I recognize that this is question is rather dated, but to those few poor souls out there that still share your (and, currently my) predicament, here are a few pointers (dragged together from various sources but mainly from https://community.jboss.org/thread/192046):

Java EE WebService

First, using JBoss 4.2.2 likely means using Java EE5. WebServices there (with or without SEAM 2) can only be created on top of Stateless Session Beans. Stateless Session Beans in Java EE 5 need to implement a Service Endpoint Interface annotated with @Local or @Remote.
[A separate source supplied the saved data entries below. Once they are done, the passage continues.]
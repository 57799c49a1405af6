//! Dynamic object model the patcher probes the bridge through.
//!
//! The bridge component is an opaque third party: no stable API, no guaranteed
//! layout across versions. Everything the engine touches, it reaches by
//! name-based lookup against this seam, which the host process populates when
//! it loads the bridge.

pub mod object;
pub mod types;

pub use object::{
    CodecListRef, CodecRef, DynObject, ObjectRef, SessionListRef, Slot, VersionCodec,
    VersionMapRef,
};
pub use types::{CodecFactory, ConstValue, Constant, StaticType, TypeSpace};
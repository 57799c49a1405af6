use thiserror::Error;

#[derive(Error, Debug)]
pub enum HookError {
    #[error("Member '{0}' not found on '{1}'")]
    MemberNotFound(String, String),

    #[error("Config error: {0}")]
    ConfigError(String),

    #[error("I/O error: {0}")]
    IoError(String),

    #[error("Lock error: {0}")]
    LockError(String),
}

pub type Result<T> = std::result::Result<T, HookError>;

impl<T> From<std::sync::PoisonError<T>> for HookError {
    fn from(err: std::sync::PoisonError<T>) -> Self {
        Self::LockError(err.to_string())
    }
}

impl From<std::io::Error> for HookError {
    fn from(err: std::io::Error) -> Self {
        Self::IoError(err.to_string())
    }
}
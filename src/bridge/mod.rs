use crate::core::Result;
use crate::reflect::ObjectRef;
use lazy_static::lazy_static;
use std::sync::{Arc, RwLock};

// Global singleton slot for the live bridge handle
lazy_static! {
    static ref GLOBAL_BRIDGE: Arc<BridgeSlot> = Arc::new(BridgeSlot::new());
}

/// Process-global slot holding the live handle of the opaque bridge component.
///
/// The host installs the handle once the bridge finishes its own startup; the
/// engine only ever reads it. An empty slot means the bridge is not loaded
/// (yet), which every caller must treat as a normal condition.
pub struct BridgeSlot {
    inner: RwLock<Option<ObjectRef>>,
}

impl BridgeSlot {
    pub fn new() -> Self {
        Self {
            inner: RwLock::new(None),
        }
    }

    /// Get the global bridge slot shared across the process.
    pub fn global() -> &'static Arc<BridgeSlot> {
        &GLOBAL_BRIDGE
    }

    pub fn install(&self, bridge: ObjectRef) -> Result<()> {
        *self.inner.write()? = Some(bridge);
        Ok(())
    }

    pub fn clear(&self) -> Result<()> {
        *self.inner.write()? = None;
        Ok(())
    }

    pub fn instance(&self) -> Result<Option<ObjectRef>> {
        Ok(self.inner.read()?.clone())
    }
}

impl Default for BridgeSlot {
    fn default() -> Self {
        Self::new()
    }
}
use anyhow::{Context, Result};
use axum::{
    extract::{Path, Query, State},
    http::StatusCode,
    response::{Html, IntoResponse},
    routing::{get, post},
    serve, Json, Router,
};
use minijinja::{path_loader, Environment};
use serde::Deserialize;
use serde_json::json;
use std::{net::SocketAddr, sync::Arc};
use tokio::sync::RwLock;
use tower_http::{services::ServeDir, trace::TraceLayer};
use tracing::{error, info};

use crate::chat::ChatTurn;
use crate::coach::LifeCoach;
use crate::habits::{suggestions_for, HabitStore, CATEGORIES};

// Shared application state
#[derive(Clone)]
pub struct AppState {
    templates: Arc<Environment<'static>>,
    coach: Arc<LifeCoach>,
    habits: Arc<RwLock<HabitStore>>,
}

impl AppState {
    pub fn new(coach: LifeCoach) -> Self {
        let mut env = Environment::new();
        env.set_loader(path_loader("templates"));
        Self {
            templates: Arc::new(env),
            coach: Arc::new(coach),
            habits: Arc::new(RwLock::new(HabitStore::new())),
        }
    }
}

async fn index_handler(State(state): State<AppState>) -> Result<Html<String>, Html<String>> {
    state
        .templates
        .get_template("index.html")
        .and_then(|tmpl| {
            let context = minijinja::context! {
                title => "GPT-Life: AI Personality Coach",
                categories => CATEGORIES,
            };
            tmpl.render(context)
        })
        .map(Html)
        .map_err(|e| {
            error!("Failed to get or render template: {}", e);
            Html(format!("Internal Server Error: {}", e))
        })
}

#[derive(Deserialize)]
struct ChatRequest {
    message: String,
    #[serde(default)]
    history: Vec<ChatTurn>,
}

async fn chat_handler(
    State(state): State<AppState>,
    Json(req): Json<ChatRequest>,
) -> impl IntoResponse {
    if req.message.trim().is_empty() {
        return (
            StatusCode::BAD_REQUEST,
            Json(json!({"error": "message must not be empty"})),
        );
    }
    let reply = state.coach.advise(&req.message, &req.history).await;
    (StatusCode::OK, Json(json!({ "reply": reply })))
}

#[derive(Deserialize)]
struct AddHabitRequest {
    name: String,
    category: String,
    #[serde(default)]
    description: String,
}

async fn add_habit_handler(
    State(state): State<AppState>,
    Json(req): Json<AddHabitRequest>,
) -> impl IntoResponse {
    if req.name.trim().is_empty() {
        return (
            StatusCode::BAD_REQUEST,
            Json(json!({"error": "name must not be empty"})),
        );
    }
    let habit = state
        .habits
        .write()
        .await
        .add(req.name, req.category, req.description);
    info!(id = habit.id, name = %habit.name, "Added habit");
    (StatusCode::CREATED, Json(json!(habit)))
}

#[derive(Deserialize)]
struct ListHabitsQuery {
    category: Option<String>,
}

async fn list_habits_handler(
    State(state): State<AppState>,
    Query(query): Query<ListHabitsQuery>,
) -> impl IntoResponse {
    let store = state.habits.read().await;
    let habits = match query.category.as_deref() {
        Some(category) => store.list_by_category(category),
        None => store.all().to_vec(),
    };
    Json(habits)
}

async fn suggestions_handler(Path(category): Path<String>) -> impl IntoResponse {
    Json(json!({
        "category": category,
        "suggestions": suggestions_for(&category),
    }))
}

#[derive(Deserialize)]
struct ImproveRequest {
    habit: String,
    current_method: String,
}

async fn improve_handler(
    State(state): State<AppState>,
    Json(req): Json<ImproveRequest>,
) -> impl IntoResponse {
    if req.habit.trim().is_empty() || req.current_method.trim().is_empty() {
        return (
            StatusCode::BAD_REQUEST,
            Json(json!({"error": "habit and current_method must not be empty"})),
        );
    }
    let suggestions = state.coach.improve_habit(&req.habit, &req.current_method).await;
    (StatusCode::OK, Json(json!({ "suggestions": suggestions })))
}

#[derive(Deserialize)]
struct PlanRequest {
    goals: Vec<String>,
}

async fn plan_handler(
    State(state): State<AppState>,
    Json(req): Json<PlanRequest>,
) -> impl IntoResponse {
    let plan = state.coach.generate_daily_plan(&req.goals).await;
    Json(json!({ "plan": plan }))
}

/// Build the application router; split out so tests can drive it in-process.
pub fn build_router(state: AppState) -> Router {
    Router::new()
        .route("/", get(index_handler))
        .route("/api/chat", post(chat_handler))
        .route("/api/habits", post(add_habit_handler).get(list_habits_handler))
        .route("/api/suggestions/:category", get(suggestions_handler))
        .route("/api/improve", post(improve_handler))
        .route("/api/plan", post(plan_handler))
        .nest_service("/static", ServeDir::new("static"))
        .with_state(state)
        .layer(TraceLayer::new_for_http()) // Add request logging
}

pub async fn start_web_server(host: std::net::IpAddr, port: u16) -> Result<()> {
    let state = AppState::new(LifeCoach::from_env());
    let app = build_router(state);

    let addr = SocketAddr::from((host, port));
    info!("Web server listening on http://{}", addr);

    let listener = tokio::net::TcpListener::bind(addr)
        .await
        .context(format!("Failed to bind to address {}", addr))?;

    serve(listener, app.into_make_service())
        .await
        .context("Web server failed")?;

    Ok(())
}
While this has become optional in Java EE6, it is still mandatory here.

@Local
public interface PluginHandlerInterface {
   int processRequest(Account account);
@WebService
@Stateless
public PluginHandler implements PluginHandlerInterface { }

POJO WebService

If, in seam, you want to use a regular POJO as web-service, your class has to have another special annotation defining a Handler chain:

@WebService
// This here makes all the difference!
@HandlerChain(file = "web-service-handler-chain.xml")
public class PluginHandler {

This is the handler chain you put in /WEB-INF/classes/web-service-handler-chain.xml:

<?xml version="1.0" encoding="UTF-8"?>
<handler-chains xmlns="http://java.sun.com/xml/ns/javaee">
  <handler-chain>
    <handler>
      <description>seam request handler</description>
      <!-- probably not necessary
         <handler-name>org.jboss.seam.webservice.SOAPRequestHandler</handler-name>
      <handler-class>org.jboss.seam.webservice.SOAPRequestHandler</handler-class>
    </handler>
  </handler-chain>
</handler-chains>

And you have to announce your service class to the war files web.xml like so:

<listener> <!-- this might already be present in your web.xml -->
    <listener-class>org.jboss.seam.servlet.SeamListener</listener-class>
</listener>
<servlet> <!-- Which class is to be used? -->
    <servlet-name>PluginHandler</servlet-name>
    <servlet-class>your.package.name.PluginHandler</servlet-class>
</servlet>
<servlet-mapping> 
    <!-- you'll find it under http://localhost:8080/your-war/PluginHandler?wsdl-->
    <servlet-name>PluginHandler</servlet-name>
    <url-pattern>/PluginHandler</url-pattern>
</servlet-mapping>

So these three steps, creating the handler chain, adding the annotation and announcing your service to the web.xml, should do the trick for you in SEAM: You'll have a web-service and the SEAM Context available right in it.